Lorsqu’on classe les contributions caritatives par leur pourcentage du produit intérieur brut (PIB) des pays donateurs, les résultats diffèrent. Les États-Unis reculent au vingtième rang, accordant seulement 0,32% de leur PIB, bien derrière certains pays limitrophes de l’Ukraine ou des nations amies de l’ancienne Union Soviétique. C’est l’Estonie qui se distingue en octroyant 3,55% de son PIB, suivie du Danemark (2,41%) et de la Norvège (1,72%). La Lituanie (1,54%) et la Lettonie (1,15%) apportent tous deux une conclusion au top 5. Chacun de ces pays Baltes, partageant une frontière avec la Russie ou son alliée, la Biélorussie, est parmi les donneurs les plus généreux depuis l’éclosion du conflit.
En tenant compte du pourcentage du PIB, la France occupe la vingt-septième position en engageant seulement 0,07% de son PIB, immédiatement derrière la Grèce (0,09%). L’assistance offerte par la France a progressivement diminué depuis le commencement de l’invasion russe de l’Ukraine, la France étant vingt-quatrième en avril 2023, et treizième à l’été 2022.
Que peut-on dire des tensions à la frontière entre la Pologne et l’Ukraine ?
Depuis quelques temps, l’Ukraine et la Pologne ont des tensions en raison du transit de céréales ukrainiennes. Au début de l’année 2022, l’Union Européenne (UE) a lancé des « chemins de solidarité » pour assister l’Ukraine à exporter et vendre ses produits agricoles sans taxe vers l’Afrique et le Moyen-Orient. Cependant, environ la moitié de ces céréales finissent leur voyage au sein de l’UE, comme le rapporte la Fondation Farm, un groupe de réflexion axé sur les problématiques agro-alimentaires internationales. Ces produits sont proposés à des tarifs nettement inférieurs à ceux du blé cultivé en UE, en particulier en Europe centrale.

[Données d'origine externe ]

// SPDX-FileCopyrightText: 2026 Relay Contributors
// SPDX-License-Identifier: MIT OR Apache-2.0

//! YouTube caption source.
//!
//! Track listing goes through the innertube player endpoint: the watch page is
//! fetched for its API key, then the player response is queried with an
//! Android client context. Tracks are timedtext XML documents.

use std::sync::LazyLock;
use std::time::Duration;

use async_trait::async_trait;
use regex::Regex;
use relay_config::model::TranscriptConfig;
use relay_core::types::{CaptionTrack, RawSegment};
use relay_core::{CaptionFailure, CaptionSource, RelayError};
use serde::Deserialize;
use serde_json::json;
use tracing::{debug, warn};

/// Public YouTube origin.
pub const YOUTUBE_BASE_URL: &str = "https://www.youtube.com";

const INNERTUBE_CLIENT_NAME: &str = "ANDROID";
const INNERTUBE_CLIENT_VERSION: &str = "20.10.38";

static API_KEY_PATTERN: LazyLock<Regex> = LazyLock::new(|| {
    Regex::new(r#""INNERTUBE_API_KEY":\s*"([a-zA-Z0-9_-]+)""#).expect("valid regex")
});

static TAG_PATTERN: LazyLock<Regex> =
    LazyLock::new(|| Regex::new(r"<[^>]*>").expect("valid regex"));

static ENTITY_PATTERN: LazyLock<Regex> = LazyLock::new(|| {
    Regex::new(r"&(#[0-9]+|#[xX][0-9a-fA-F]+|amp|lt|gt|quot|apos|nbsp);").expect("valid regex")
});

// --- innertube player response ---

#[derive(Debug, Deserialize)]
#[serde(rename_all = "camelCase")]
struct PlayerResponse {
    #[serde(default)]
    playability_status: Option<PlayabilityStatus>,
    #[serde(default)]
    captions: Option<Captions>,
}

#[derive(Debug, Deserialize)]
struct PlayabilityStatus {
    #[serde(default)]
    status: Option<String>,
    #[serde(default)]
    reason: Option<String>,
}

#[derive(Debug, Deserialize)]
#[serde(rename_all = "camelCase")]
struct Captions {
    #[serde(default)]
    player_captions_tracklist_renderer: Option<TracklistRenderer>,
}

#[derive(Debug, Deserialize)]
#[serde(rename_all = "camelCase")]
struct TracklistRenderer {
    #[serde(default)]
    caption_tracks: Option<Vec<PlayerTrack>>,
}

#[derive(Debug, Deserialize)]
#[serde(rename_all = "camelCase")]
struct PlayerTrack {
    base_url: String,
    language_code: String,
    #[serde(default)]
    name: Option<TrackName>,
    #[serde(default)]
    kind: Option<String>,
}

#[derive(Debug, Deserialize)]
#[serde(rename_all = "camelCase")]
struct TrackName {
    #[serde(default)]
    runs: Vec<TextRun>,
    #[serde(default)]
    simple_text: Option<String>,
}

#[derive(Debug, Deserialize)]
struct TextRun {
    text: String,
}

impl From<PlayerTrack> for CaptionTrack {
    fn from(track: PlayerTrack) -> Self {
        let name = track
            .name
            .and_then(|n| n.runs.into_iter().next().map(|r| r.text).or(n.simple_text))
            .unwrap_or_else(|| track.language_code.clone());
        CaptionTrack {
            name,
            is_generated: track.kind.as_deref() == Some("asr"),
            handle: track.base_url.replace("&fmt=srv3", ""),
            language_code: track.language_code,
        }
    }
}

// --- timedtext document ---

#[derive(Debug, Deserialize)]
struct Timedtext {
    #[serde(rename = "text", default)]
    cues: Vec<Cue>,
}

#[derive(Debug, Deserialize)]
struct Cue {
    #[serde(rename = "@start", default)]
    start: Option<String>,
    #[serde(rename = "@dur", default)]
    dur: Option<String>,
    #[serde(rename = "$text", default)]
    text: Option<String>,
}

/// Caption source backed by YouTube's public endpoints.
pub struct YoutubeCaptionSource {
    client: reqwest::Client,
    base_url: String,
}

impl YoutubeCaptionSource {
    pub fn new(config: &TranscriptConfig) -> Result<Self, RelayError> {
        let client = reqwest::Client::builder()
            .timeout(Duration::from_secs(config.request_timeout_secs))
            .build()
            .map_err(|e| RelayError::Internal(format!("failed to build HTTP client: {e}")))?;
        Ok(Self {
            client,
            base_url: YOUTUBE_BASE_URL.to_string(),
        })
    }

    /// Point the source at another origin (for testing with wiremock).
    pub fn with_base_url(mut self, url: &str) -> Self {
        self.base_url = url.trim_end_matches('/').to_string();
        self
    }

    async fn get_text(&self, request: reqwest::RequestBuilder) -> Result<String, RelayError> {
        let response = request.send().await.map_err(retrieval)?;
        let status = response.status();
        if !status.is_success() {
            return Err(RelayError::captions(
                CaptionFailure::Retrieval,
                format!("YouTube returned {status}"),
            ));
        }
        response.text().await.map_err(retrieval)
    }

    async fn api_key(&self, video_id: &str) -> Result<String, RelayError> {
        let request = self
            .client
            .get(format!("{}/watch", self.base_url))
            .query(&[("v", video_id)])
            .header(reqwest::header::ACCEPT_LANGUAGE, "en-US");
        let html = self.get_text(request).await?;

        match API_KEY_PATTERN.captures(&html).and_then(|c| c.get(1)) {
            Some(key) => Ok(key.as_str().to_string()),
            None if html.contains("class=\"g-recaptcha\"") => Err(RelayError::captions(
                CaptionFailure::Retrieval,
                "YouTube is blocking requests from this address",
            )),
            None => Err(RelayError::captions(
                CaptionFailure::Retrieval,
                "watch page carried no innertube API key",
            )),
        }
    }
}

fn retrieval(err: reqwest::Error) -> RelayError {
    RelayError::captions(CaptionFailure::Retrieval, err.to_string())
}

/// Map a non-OK playability status onto a caption failure.
///
/// Only removed or private videos count as unavailable. Age gates, bot
/// checks and unplayable videos are retrieval failures.
fn playability_failure(status: &PlayabilityStatus) -> Option<RelayError> {
    let code = status.status.as_deref().unwrap_or("OK");
    if code == "OK" {
        return None;
    }
    let reason = status.reason.clone().unwrap_or_else(|| code.to_string());
    let private = code == "LOGIN_REQUIRED" && reason.to_lowercase().contains("private");
    let failure = if code == "ERROR" || private {
        CaptionFailure::VideoUnavailable
    } else {
        CaptionFailure::Retrieval
    };
    Some(RelayError::captions(failure, reason))
}

/// Parse a timedtext document into raw cues.
pub fn parse_timedtext(xml: &str) -> Result<Vec<RawSegment>, RelayError> {
    let doc: Timedtext = quick_xml::de::from_str(xml).map_err(|e| {
        RelayError::captions(CaptionFailure::Retrieval, format!("malformed timedtext: {e}"))
    })?;
    Ok(doc
        .cues
        .into_iter()
        .map(|cue| RawSegment {
            start: cue.start.and_then(|s| s.trim().parse().ok()),
            duration: cue.dur.and_then(|s| s.trim().parse().ok()),
            text: cue.text.map(|t| clean_cue_text(&t)),
        })
        .collect())
}

/// Decode entities left over after XML unescaping and drop formatting tags.
fn clean_cue_text(text: &str) -> String {
    let decoded = decode_entities(text);
    TAG_PATTERN.replace_all(&decoded, "").into_owned()
}

fn decode_entities(text: &str) -> String {
    ENTITY_PATTERN
        .replace_all(text, |caps: &regex::Captures<'_>| {
            let entity = &caps[1];
            let decoded = match entity {
                "amp" => Some('&'),
                "lt" => Some('<'),
                "gt" => Some('>'),
                "quot" => Some('"'),
                "apos" => Some('\''),
                "nbsp" => Some('\u{a0}'),
                _ => {
                    let digits = &entity[1..];
                    let code = match digits.strip_prefix(['x', 'X']) {
                        Some(hex) => u32::from_str_radix(hex, 16).ok(),
                        None => digits.parse().ok(),
                    };
                    code.and_then(char::from_u32)
                }
            };
            decoded.map_or_else(|| caps[0].to_string(), String::from)
        })
        .into_owned()
}

#[async_trait]
impl CaptionSource for YoutubeCaptionSource {
    async fn list_tracks(&self, video_id: &str) -> Result<Vec<CaptionTrack>, RelayError> {
        let api_key = self.api_key(video_id).await?;
        let body = json!({
            "context": {
                "client": {
                    "clientName": INNERTUBE_CLIENT_NAME,
                    "clientVersion": INNERTUBE_CLIENT_VERSION,
                }
            },
            "videoId": video_id,
        });
        let request = self
            .client
            .post(format!("{}/youtubei/v1/player", self.base_url))
            .query(&[("key", api_key.as_str())])
            .json(&body);
        let text = self.get_text(request).await?;
        let player: PlayerResponse = serde_json::from_str(&text).map_err(|e| {
            RelayError::captions(CaptionFailure::Retrieval, format!("malformed player response: {e}"))
        })?;

        if let Some(err) = player.playability_status.as_ref().and_then(playability_failure) {
            debug!(video_id, error = %err, "video not playable");
            return Err(err);
        }

        let tracks = player
            .captions
            .and_then(|c| c.player_captions_tracklist_renderer)
            .and_then(|r| r.caption_tracks)
            .ok_or_else(|| {
                RelayError::captions(CaptionFailure::CaptionsDisabled, "no caption tracklist")
            })?;

        debug!(video_id, tracks = tracks.len(), "caption tracks listed");
        Ok(tracks.into_iter().map(CaptionTrack::from).collect())
    }

    async fn fetch_track(&self, track: &CaptionTrack) -> Result<Vec<RawSegment>, RelayError> {
        let xml = self.get_text(self.client.get(&track.handle)).await?;
        let segments = parse_timedtext(&xml)?;
        if segments.is_empty() {
            warn!(language = %track.language_code, "caption track has no cues");
        }
        Ok(segments)
    }
}
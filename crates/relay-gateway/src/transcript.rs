// SPDX-FileCopyrightText: 2026 Relay Contributors
// SPDX-License-Identifier: MIT OR Apache-2.0

//! Route for the transcript service: `POST /transcript`.

use std::sync::Arc;

use axum::{
    body::Bytes,
    extract::State,
    http::StatusCode,
    response::{IntoResponse, Response},
    routing::post,
    Json, Router,
};
use relay_transcript::{TranscriptError, TranscriptService};
use serde::Deserialize;
use tracing::{info, warn};

use crate::envelope;

#[derive(Debug, Deserialize)]
struct TranscriptRequest {
    #[serde(default)]
    url: String,
    #[serde(default)]
    language: Option<String>,
}

/// Build the transcript router. Unknown paths answer `404` and other
/// methods on `/transcript` answer `405`, both with a `detail` body.
pub fn transcript_router(service: Arc<TranscriptService>) -> Router {
    Router::new()
        .route(
            "/transcript",
            post(post_transcript).fallback(method_not_allowed),
        )
        .fallback(not_found)
        .with_state(service)
}

async fn not_found() -> Response {
    envelope::detail(StatusCode::NOT_FOUND, "Not Found")
}

async fn method_not_allowed() -> Response {
    envelope::detail(StatusCode::METHOD_NOT_ALLOWED, "Method Not Allowed")
}

fn status_of(err: &TranscriptError) -> StatusCode {
    match err {
        TranscriptError::InvalidUrl => StatusCode::BAD_REQUEST,
        TranscriptError::VideoUnavailable
        | TranscriptError::CaptionsDisabled
        | TranscriptError::NoTranscript
        | TranscriptError::NoSegments => StatusCode::NOT_FOUND,
        TranscriptError::Retrieval(_) => StatusCode::BAD_GATEWAY,
    }
}

/// POST /transcript with `{url, language?}`.
pub async fn post_transcript(
    State(service): State<Arc<TranscriptService>>,
    body: Bytes,
) -> Response {
    let request: TranscriptRequest = match serde_json::from_slice(&body) {
        Ok(r) => r,
        Err(e) => {
            return envelope::detail(StatusCode::BAD_REQUEST, &format!("Invalid request body: {e}"))
        }
    };
    if request.url.trim().is_empty() {
        return envelope::detail(StatusCode::BAD_REQUEST, "Field 'url' is required.");
    }

    match service
        .transcribe(&request.url, request.language.as_deref())
        .await
    {
        Ok(transcript) => {
            info!(
                language = %transcript.language,
                segments = transcript.segments.len(),
                "transcript served"
            );
            (StatusCode::OK, Json(transcript)).into_response()
        }
        Err(e) => {
            let status = status_of(&e);
            match &e {
                TranscriptError::Retrieval(source) => {
                    warn!(url = %request.url, error = %source, "caption retrieval failed")
                }
                other => info!(url = %request.url, status = status.as_u16(), reason = %other, "no transcript"),
            }
            envelope::detail(status, &e.to_string())
        }
    }
}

La Pologne, la Bulgarie, la Hongrie, la Roumanie et la Slovaquie, craignant que ces céréales n’affectent leur marché local et les revenus de leurs paysans, avaient bloqué l’importation de ces grains en avril 2023. Bruxelles avait donné son accord à cet embargo, à condition qu’il ne bloque pas le transit vers d’autres nations et qu’il ne dure que quatre mois. Le problème de fond n’ayant pas été résolu, la Pologne a choisi de maintenir sa frontière fermée aux céréales ukrainiennes après la fin de l’été, bien que Bruxelles jugeait que l’embargo avait perdu sa légitimité, ses analyses indiquant qu’il n’y avait plus de distorsion des marchés locaux pour les céréales.

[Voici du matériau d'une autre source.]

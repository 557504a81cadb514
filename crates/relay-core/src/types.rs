// SPDX-FileCopyrightText: 2026 Relay Contributors
// SPDX-License-Identifier: MIT OR Apache-2.0

//! Common types passed across the Relay traits.

use chrono::{DateTime, Utc};
use serde::{Deserialize, Serialize};
use strum::{Display, EnumString};

// --- Messaging types ---

/// Kind of entity a peer identifier resolved to.
#[derive(
    Debug, Clone, Copy, PartialEq, Eq, Hash, Display, EnumString, Serialize, Deserialize,
)]
#[strum(serialize_all = "lowercase")]
#[serde(rename_all = "lowercase")]
pub enum PeerKind {
    User,
    Group,
    Channel,
}

/// An addressable conversation entity returned by peer resolution.
///
/// Only valid for the request that resolved it.
#[derive(Debug, Clone, PartialEq, Eq, Serialize, Deserialize)]
pub struct ResolvedPeer {
    /// Numeric entity id on the messaging network.
    pub id: i64,
    /// Entity kind.
    pub kind: PeerKind,
    /// Access hash required by the network for users and channels.
    #[serde(default)]
    pub access_hash: Option<i64>,
}

/// A message as reported by the messaging account client.
#[derive(Debug, Clone, PartialEq)]
pub struct RemoteMessage {
    /// Message id, strictly increasing within one conversation.
    pub id: i64,
    /// Message text, if the message carries any.
    pub text: Option<String>,
    /// Whether the account itself sent the message.
    pub outgoing: bool,
    /// When the message was sent.
    pub date: Option<DateTime<Utc>>,
}

/// Wire projection of a [`RemoteMessage`].
#[derive(Debug, Clone, PartialEq, Eq, Serialize, Deserialize)]
pub struct MessageView {
    pub id: i64,
    pub text: String,
    pub out: bool,
    pub date: Option<String>,
}

impl From<&RemoteMessage> for MessageView {
    fn from(msg: &RemoteMessage) -> Self {
        Self {
            id: msg.id,
            text: msg.text.clone().unwrap_or_default(),
            out: msg.outgoing,
            date: msg.date.map(|d| d.to_rfc3339()),
        }
    }
}

impl From<RemoteMessage> for MessageView {
    fn from(msg: RemoteMessage) -> Self {
        Self {
            id: msg.id,
            text: msg.text.unwrap_or_default(),
            out: msg.outgoing,
            date: msg.date.map(|d| d.to_rfc3339()),
        }
    }
}

/// Token returned when a login code was requested, needed to sign in with it.
#[derive(Debug, Clone, PartialEq, Eq)]
pub struct LoginCodeToken {
    pub phone_code_hash: String,
}

/// Result of submitting a login code.
#[derive(Debug, Clone, Copy, PartialEq, Eq)]
pub enum SignInOutcome {
    /// The account is now authorized.
    Authorized,
    /// The account has a second factor; a password must follow.
    PasswordRequired,
}

// --- Caption types ---

/// A caption track available for a video.
#[derive(Debug, Clone, PartialEq)]
pub struct CaptionTrack {
    /// Language code as reported by the provider (e.g. `en`, `pt-BR`).
    pub language_code: String,
    /// Human-readable language name.
    pub name: String,
    /// `true` for machine-generated (speech recognition) tracks.
    pub is_generated: bool,
    /// Provider-specific handle used to fetch the track body.
    pub handle: String,
}

/// One caption cue as returned by the provider, before normalization.
#[derive(Debug, Clone, Default, PartialEq)]
pub struct RawSegment {
    pub start: Option<f64>,
    pub duration: Option<f64>,
    pub text: Option<String>,
}

/// A normalized caption cue.
#[derive(Debug, Clone, PartialEq, Serialize, Deserialize)]
pub struct TranscriptSegment {
    pub start: f64,
    pub duration: f64,
    pub text: String,
}
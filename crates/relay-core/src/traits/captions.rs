// SPDX-FileCopyrightText: 2026 Relay Contributors
// SPDX-License-Identifier: MIT OR Apache-2.0

//! Caption provider trait for the transcript service.

use async_trait::async_trait;

use crate::error::RelayError;
use crate::types::{CaptionTrack, RawSegment};

/// Source of caption tracks for videos.
///
/// Failures carry a [`crate::error::CaptionFailure`] so callers can tell an
/// unavailable video apart from disabled captions or a transport failure.
#[async_trait]
pub trait CaptionSource: Send + Sync + 'static {
    /// Lists every caption track available for `video_id`, in provider order.
    async fn list_tracks(&self, video_id: &str) -> Result<Vec<CaptionTrack>, RelayError>;

    /// Downloads the cues of one track.
    async fn fetch_track(&self, track: &CaptionTrack) -> Result<Vec<RawSegment>, RelayError>;
}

Les agriculteurs de Pologne ont mis en place un blocage à la frontière ukrainienne pour empêcher les camions en provenance d’Ukraine d’entrer dans le pays. Ces derniers revendiquent un « embargo total » sur les produits agricoles et alimentaires ukrainiens. La raison principale de leur protestation est l’augmentation extrême de leurs frais de production tandis que leurs silos et entrepôts sont pleins à craquer et que les prix ont chuté à leur plus bas niveau. En début de 2024, le président de l’Ukraine a exprimé son sentiment que ce blocus sur la frontière polonaise indiquait une « érosion de la solidarité » à l’égard de son pays et a sollicité des discussions avec la Pologne. Il a également souligné que « seul Moscou se réjouissait » de ces tensions, critiquant « l’émergence de slogans ouvertement pro-Poutine ».